Spontaneous hemorrhage from varicose veins: A single-center experience

Hingorani, Amrit; Chait, Jesse; Kibrik, Pavel; Alsheekh, Ahmad; Marks, Natalie; Rajaee, Sareh; Hingorani, Anil; Ascher, Enrico
OBJECTIVE:Whereas the commonly described manifestations of venous insufficiency include telangiectasia, varicose veins (VVs), edema, skin changes, and ulcers, we have noted some patients who present with external hemorrhage from lower extremity VVs. Because there are few recent data examining this entity, we herein describe our experience. METHODS:During 29 months, we had 32 patients present with hemorrhage from lower extremity VVs. There were 15 men and 17 women with a mean age of 60.2 years (range, 38-89 years; standard deviation [SD], ±14.9 years).
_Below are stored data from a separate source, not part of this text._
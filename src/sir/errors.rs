//! sir::errors — error types for SIR construction and fitting.
//!
//! Purpose
//! -------
//! Provide the error enum and result alias used by the sliced inverse
//! regression pipeline: input validation at construction, option checks, and
//! numerical failures raised while whitening or decomposing the kernel matrix.
//!
//! Key behaviors
//! -------------
//! - Define [`SirError`] and [`SirResult`] as the canonical error and result
//!   types for the `sir` subtree.
//! - Wrap [`LinalgError`] through `From` so `?` propagates numerical failures
//!   from `linalg` without losing their payload.
//!
//! Conventions
//! -----------
//! - Precondition violations (unsorted response, shape mismatch, non-finite
//!   values) are fatal and reported before any state is built.
//! - Soft limits (too many requested directions) are not errors; they are
//!   clamped and reported as `FitDiagnostic` values by `sir::fit`.
//! - Indices in payloads are 0-based.
use crate::linalg::LinalgError;

pub type SirResult<T> = Result<T, SirError>;

/// SirError — failure conditions for SIR construction and fitting.
///
/// Variants
/// --------
/// - `EmptyResponse`
///   The response has no observations.
/// - `LengthMismatch { n_y, n_x }`
///   `y.len()` differs from the number of predictor rows.
/// - `NonFiniteResponse { index, value }` / `NonFinitePredictor { row, col, value }`
///   A NaN or ±∞ entry in the response or predictors.
/// - `UnsortedResponse { index, previous, current }`
///   `y[index] < y[index − 1]`; the response must be pre-sorted ascending.
/// - `TooFewObservations { n, p }`
///   Centered predictors need `n > p` rows to have full column rank.
/// - `InvalidSliceCount { nslice }` / `InvalidDirectionCount { ndir }`
///   Option values outside their admissible ranges.
/// - `KernelNotPositiveSemiDefinite { index, eigenvalue }`
///   The kernel matrix has a clearly negative eigenvalue.
/// - `Numerical(LinalgError)`
///   Failure inside centering, whitening, or an eigendecomposition.
#[derive(Debug, Clone, PartialEq)]
pub enum SirError {
    // ---- Input validation ----
    EmptyResponse,
    LengthMismatch { n_y: usize, n_x: usize },
    NonFiniteResponse { index: usize, value: f64 },
    NonFinitePredictor { row: usize, col: usize, value: f64 },
    UnsortedResponse { index: usize, previous: f64, current: f64 },
    TooFewObservations { n: usize, p: usize },

    // ---- Options ----
    InvalidSliceCount { nslice: usize },
    InvalidDirectionCount { ndir: usize },

    // ---- Numerical ----
    KernelNotPositiveSemiDefinite { index: usize, eigenvalue: f64 },
    Numerical(LinalgError),
}

impl From<LinalgError> for SirError {
    fn from(err: LinalgError) -> Self {
        SirError::Numerical(err)
    }
}

impl std::error::Error for SirError {
    fn source(&self) -> Option<&(dyn std::error::Error + 'static)> {
        match self {
            SirError::Numerical(err) => Some(err),
            _ => None,
        }
    }
}

impl std::fmt::Display for SirError {
    fn fmt(&self, f: &mut std::fmt::Formatter<'_>) -> std::fmt::Result {
        match self {
            // ---- Input validation ----
            SirError::EmptyResponse => write!(f, "SIR Error: response has no observations"),
            SirError::LengthMismatch { n_y, n_x } => write!(
                f,
                "SIR Error: response length {n_y} does not match predictor rows {n_x}"
            ),
            SirError::NonFiniteResponse { index, value } => {
                write!(f, "SIR Error: response value {value} at index {index} is not finite")
            }
            SirError::NonFinitePredictor { row, col, value } => write!(
                f,
                "SIR Error: predictor value {value} at ({row}, {col}) is not finite"
            ),
            SirError::UnsortedResponse { index, previous, current } => write!(
                f,
                "SIR Error: response must be sorted in ascending order; y[{index}] = {current} \
                 follows {previous}. Sort y and permute the rows of X to match before fitting"
            ),
            SirError::TooFewObservations { n, p } => write!(
                f,
                "SIR Error: {n} observations cannot support {p} predictors (need n > p)"
            ),

            // ---- Options ----
            SirError::InvalidSliceCount { nslice } => {
                write!(f, "SIR Error: invalid slice count {nslice}; need at least 2 slices")
            }
            SirError::InvalidDirectionCount { ndir } => {
                write!(f, "SIR Error: invalid direction count {ndir}; need at least 1")
            }

            // ---- Numerical ----
            SirError::KernelNotPositiveSemiDefinite { index, eigenvalue } => write!(
                f,
                "SIR Error: kernel matrix is not positive semi-definite (eigenvalue {index} = \
                 {eigenvalue})"
            ),
            SirError::Numerical(err) => write!(f, "SIR Error: {err}"),
        }
    }
}

#[cfg(test)]
mod tests {
    use super::*;
    use std::error::Error;

    // -------------------------------------------------------------------------
    // Scope
    // -----
    // These tests cover:
    // - Descriptive `Display` output for the unsorted-response precondition.
    // - Wrapping of `LinalgError` and exposure through `source()`.
    // -------------------------------------------------------------------------

    #[test]
    // Purpose
    // -------
    // Verify the unsorted-response message tells the caller what to do.
    //
    // Given
    // -----
    // - `UnsortedResponse { index: 4, previous: 2.5, current: 1.0 }`.
    //
    // Expect
    // ------
    // - Message mentions sorting, the index, and both values.
    fn sir_error_unsorted_response_is_descriptive() {
        // Arrange
        let err = SirError::UnsortedResponse { index: 4, previous: 2.5, current: 1.0 };

        // Act
        let msg = err.to_string();

        // Assert
        assert!(msg.contains("sorted"), "unexpected message: {msg}");
        assert!(msg.contains("y[4]") && msg.contains("2.5"), "unexpected message: {msg}");
    }

    #[test]
    // Purpose
    // -------
    // Ensure `From<LinalgError>` wraps the numerical error and keeps it
    // reachable as the error source.
    //
    // Given
    // -----
    // - `LinalgError::RankDeficient { index: 1, eigenvalue: 0.0 }`.
    //
    // Expect
    // ------
    // - `SirError::Numerical` holding the same payload, with `source()` set.
    fn sir_error_from_linalg_error_preserves_source() {
        // Arrange
        let inner = LinalgError::RankDeficient { index: 1, eigenvalue: 0.0 };

        // Act
        let err: SirError = inner.clone().into();

        // Assert
        assert_eq!(err, SirError::Numerical(inner));
        assert!(err.source().is_some());
        assert!(err.to_string().contains("rank deficient"));
    }
}
//! sir::model — the user-facing SIR estimator.
//!
//! Purpose
//! -------
//! Bundle the preprocessed input ([`SirData`]) with its fit ([`SirFit`]) and
//! expose the operations a caller needs: fitting from raw arrays, the
//! estimated directions, refitting with a different number of directions,
//! projecting new predictors, and the dimension and coordinate tests.
//!
//! Key behaviors
//! -------------
//! - [`SlicedInverseRegression::fit`] resolves unset options against the
//!   predictor dimension (`max(8, p + 3)` slices, `min(5, p)` directions).
//! - The model is immutable; [`SlicedInverseRegression::refit`] returns a new
//!   model that shares the preprocessing result.
//! - Tests never mutate the model.
//!
//! Invariants & assumptions
//! ------------------------
//! - `y` must be sorted ascending by the caller with the rows of `X` permuted
//!   to match; an unsorted response is rejected with
//!   `SirError::UnsortedResponse`.
//!
//! Downstream usage
//! ----------------
//! ```rust
//! # use ndarray::array;
//! # use rust_sdr::sir::{SirOptions, SlicedInverseRegression};
//! let y = [1.0, 1.0, 2.0, 2.0, 3.0, 3.0, 4.0, 4.0];
//! let x = array![[1.0], [2.0], [3.0], [4.0], [5.0], [6.0], [7.0], [8.0]];
//! let opts = SirOptions { nslice: Some(4), ..Default::default() };
//! let model = SlicedInverseRegression::fit(x.view(), &y, &opts)?;
//! assert_eq!(model.coef().dim(), (1, 1));
//! # Ok::<(), rust_sdr::sir::SirError>(())
//! ```
use crate::linalg::{LinalgError, Whitening};
use crate::sir::{
    data::SirData,
    errors::{SirError, SirResult},
    fit::{FitDiagnostic, SirFit},
    options::{SirOptions, default_ndir},
};
use crate::statistical_tests::{
    coordinate::{CoordinateHypothesis, CoordinateTest, CoordinateTestOptions},
    dimension::DimensionTest,
    errors::TestResult,
    method::TestMethod,
};
use ndarray::{Array2, ArrayView2};

/// SlicedInverseRegression — fitted SIR model.
#[derive(Debug, Clone, PartialEq)]
pub struct SlicedInverseRegression {
    data: SirData,
    fit: SirFit,
}

impl SlicedInverseRegression {
    /// Fit SIR to raw predictors and a sorted response.
    ///
    /// Parameters
    /// ----------
    /// - `x`: `ArrayView2<f64>` — `n×p` predictors, rows aligned with `y`.
    /// - `y`: `&[f64]` — response sorted ascending.
    /// - `opts`: [`SirOptions`] — slice and direction counts, whitening.
    ///
    /// Errors
    /// ------
    /// - Any [`SirError`] from preprocessing or fitting.
    pub fn fit(x: ArrayView2<'_, f64>, y: &[f64], opts: &SirOptions) -> SirResult<Self> {
        let p = x.ncols();
        let data = SirData::new(y, x, opts.resolved_nslice(p), opts.whitening)?;
        let fit = SirFit::new(&data, opts.resolved_ndir(p))?;
        Ok(SlicedInverseRegression { data, fit })
    }

    /// Preprocess with an explicit slice count and fit `min(5, p)` directions.
    pub fn new(
        y: &[f64], x: ArrayView2<'_, f64>, nslice: usize, whitening: Whitening,
    ) -> SirResult<Self> {
        let data = SirData::new(y, x, nslice, whitening)?;
        let fit = SirFit::new(&data, default_ndir(data.npred()))?;
        Ok(SlicedInverseRegression { data, fit })
    }

    /// Fit `ndir` directions on already preprocessed data.
    pub fn from_data(data: SirData, ndir: usize) -> SirResult<Self> {
        let fit = SirFit::new(&data, ndir)?;
        Ok(SlicedInverseRegression { data, fit })
    }

    /// Same model with `ndir` directions; slicing and the kernel are reused.
    pub fn refit(&self, ndir: usize) -> SirResult<Self> {
        let fit = self.fit.with_directions(&self.data, ndir)?;
        Ok(SlicedInverseRegression { data: self.data.clone(), fit })
    }

    /// Estimated EDR directions (`p×ndir`, unit-norm columns).
    pub fn coef(&self) -> &Array2<f64> {
        self.fit.dirs()
    }

    pub fn data(&self) -> &SirData {
        &self.data
    }

    pub fn sir_fit(&self) -> &SirFit {
        &self.fit
    }

    pub fn diagnostics(&self) -> &[FitDiagnostic] {
        self.fit.diagnostics()
    }

    /// Reduced predictors `(X_new − x̄) · dirs` for new raw rows.
    ///
    /// Errors
    /// ------
    /// - `SirError::Numerical(LinalgError::ShapeMismatch)` when `x` does not
    ///   have `p` columns.
    pub fn transform(&self, x: ArrayView2<'_, f64>) -> SirResult<Array2<f64>> {
        let p = self.data.npred();
        if x.ncols() != p {
            return Err(SirError::Numerical(LinalgError::ShapeMismatch {
                expected: (x.nrows(), p),
                found: x.dim(),
            }));
        }
        let centered = &x - self.data.x_mean();
        Ok(centered.dot(self.fit.dirs()))
    }

    /// Sequential χ² tests of the number of informative directions.
    pub fn dimension_test(
        &self, maxdim: Option<usize>, method: TestMethod,
    ) -> TestResult<DimensionTest> {
        DimensionTest::from_fit(&self.data, &self.fit, maxdim, method)
    }

    /// Test H0: the EDR space lies within the span of the columns of `hyp`.
    ///
    /// A large p-value means the data are compatible with the response
    /// depending on `X` only through `hypᵀX`. Use
    /// [`coordinate_test_with`](Self::coordinate_test_with) for the
    /// exclusion form.
    pub fn coordinate_test(
        &self, hyp: &Array2<f64>, opts: &CoordinateTestOptions,
    ) -> TestResult<CoordinateTest> {
        self.coordinate_test_with(&CoordinateHypothesis::Contains(hyp.clone()), opts)
    }

    pub fn coordinate_test_with(
        &self, hypothesis: &CoordinateHypothesis, opts: &CoordinateTestOptions,
    ) -> TestResult<CoordinateTest> {
        CoordinateTest::run(&self.data, hypothesis, opts)
    }
}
Interestingly, 16 of these patients presented after coming into contact with warm water; 28 patients, 19 patients, and 1 patient presented with reflux >500 milliseconds in the great, small, and accessory saphenous veins, respectively. Eight patients and six patients had reflux >1 second in the femoral and popliteal veins, respectively. RESULTS:All patients were treated with weekly Unna boots. Mean ulcer healing time was 2.12 weeks (range, 1-8 weeks; SD, ± 2.15 weeks). Patients with VV hemorrhage after contact with warm water had a mean healing time of 1.75 weeks, whereas those who bled without such exposure took an average of 3.5 weeks (P = .0426). Twenty patients underwent at least one endovenous thermal ablation procedure, with the average patient in the cohort receiving 2.16 procedures (range, 0-9; SD, ± 2.37). There was no significant difference between laterality, age, or sex between patients who bled after warm water contact and those who bled spontaneously. The ulcers recurred in three of the patients, and Unna boot treatment was reapplied until wounds healed once more. Patients had an average follow up of 7.2 months (range, 26 months; SD, ± 8.9 months), and we noted no recurrent bleeding episodes. CONCLUSIONS:Spontaneous hemorrhage of VVs, although relatively under-reported, is not a rare occurrence. Risk factors are unknown; however, half of our patient cohort reported VV hemorrhage during or directly after coming into contact with warm water. Furthermore, these patients demonstrated a significantly shorter wound healing time compared with the rest of the cohort. Basic first aid, wound care, and hemostasis control education should be provided to all patients with VVs. Further investigation surrounding the risk factors associated with VV hemorrhage is warranted.